Patience for patients

Wednesday, November 30, 2022

It sounds like a litany of excuses.

First, Teresa missed school and activities like swimming because she had strep. It was going around school, and it’s treated easily enough with a course of antibiotics, even if it’s no fun.

Then her grandmother died, which took her away from things in the days surrounding the death and the funeral.

Then, just as things were getting back to normal and we were approaching the holiday, she started sniffling. Two hours later, she was congested and had a headache, and the next day her fever topped 102 degrees. A test the next morning confirmed she had influenza.

So did many of her classmates, judging by the principal’s email begging parents to keep kids home when they were showing signs of illness.

I’ve lost track of the number of emails I’ve written to the school, to individual teachers, to her swim coaches over the month of November, all starting with some variation on “Teresa won’t be there today because …”

Meanwhile, she’s bored and misses her friends, and knows how hard playing catch-up can be. Did I mention that her grandmother’s funeral was the week before the end of the trimester, meaning she didn’t leave much time to get all the work done?

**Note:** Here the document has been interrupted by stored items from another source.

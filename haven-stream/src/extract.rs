//! Payload parsing and fragment extraction strategies.

use std::fmt;
use std::sync::Arc;

use serde_json::Value;

use crate::error::PayloadError;

/// Signature of a caller-supplied extraction function.
pub type ExtractFn = dyn Fn(&Value) -> Option<String> + Send + Sync;

/// Locates the incremental text inside a parsed JSON payload.
///
/// Extraction never fails on a well-formed payload: a missing, `null`,
/// non-string or empty field simply yields no fragment.
#[derive(Clone)]
pub enum FragmentExtractor {
    /// An RFC 6901 JSON pointer such as `/choices/0/delta/content`.
    Pointer(String),
    /// A caller-supplied function.
    Custom(Arc<ExtractFn>),
}

impl FragmentExtractor {
    /// Extract with a JSON pointer.
    #[must_use]
    pub fn pointer(path: impl Into<String>) -> Self {
        Self::Pointer(path.into())
    }

    /// Extract with a custom function.
    #[must_use]
    pub fn custom<F>(f: F) -> Self
    where
        F: Fn(&Value) -> Option<String> + Send + Sync + 'static,
    {
        Self::Custom(Arc::new(f))
    }

    /// Find the fragment in an already-parsed payload.
    #[must_use]
    pub fn extract_value(&self, json: &Value) -> Option<String> {
        let fragment = match self {
            Self::Pointer(path) => json.pointer(path).and_then(Value::as_str).map(str::to_owned),
            Self::Custom(f) => f(json),
        };
        fragment.filter(|text| !text.is_empty())
    }

    /// Decode raw payload bytes and find the fragment.
    ///
    /// # Errors
    ///
    /// Returns [`PayloadError`] when the bytes are not UTF-8 or not JSON.
    pub fn extract(&self, payload: &[u8]) -> Result<Option<String>, PayloadError> {
        let text = std::str::from_utf8(payload)?;
        let json: Value = serde_json::from_str(text)?;
        Ok(self.extract_value(&json))
    }
}

impl fmt::Debug for FragmentExtractor {
    fn fmt(&self, f: &mut fmt::Formatter<'_>) -> fmt::Result {
        match self {
            Self::Pointer(path) => f.debug_tuple("Pointer").field(path).finish(),
            Self::Custom(_) => f.debug_tuple("Custom").field(&"<fn>").finish(),
        }
    }
}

But there’s nothing really to be done but wait. We did what we could to avoid flu; yes, she had a flu shot and a COVID booster this fall. We got her into the doctor as soon as we could both times she got sick, and started antibiotics and antivirals as appropriate as soon as possible.

After that, it’s just treating symptoms and waiting to get better. Rest, fluids, popsicles and honey for sore throats, more rest, more fluids. And the assurance that, given her healthy constitution and modern medicine, sooner or later she would be better.

Now that we’ve passed Thanksgiving at home, immediate family only so as not to get anyone else sick, we’re looking forward to Christmas. I hope that by then, all of us will be well, and no one will have contracted anything else, and we can celebrate the Nativity of the Lord with our loved ones.

But it’s not something we can necessarily choose. We can do our best, and hope for the best, and then take what comes with the best grace we can find within ourselves. And, I suppose, we can also pray for an increase in the ability to not just tolerate but appreciate when things don’t go the way we expect.

In a way, that’s the story of Advent and Christmas. Our Advent is not about preparing for our usual celebration of Christmas, not buying gifts or decorating a tree or planning a holiday meal where everything arrives at the table right on schedule.

It’s about preparing for the coming of Christ by remembering his first coming, when he arrived not as a king at the head of an army but as baby, vulnerable and dependent on those around him.

The message seems to be to exercise patience, and expect the unexpected.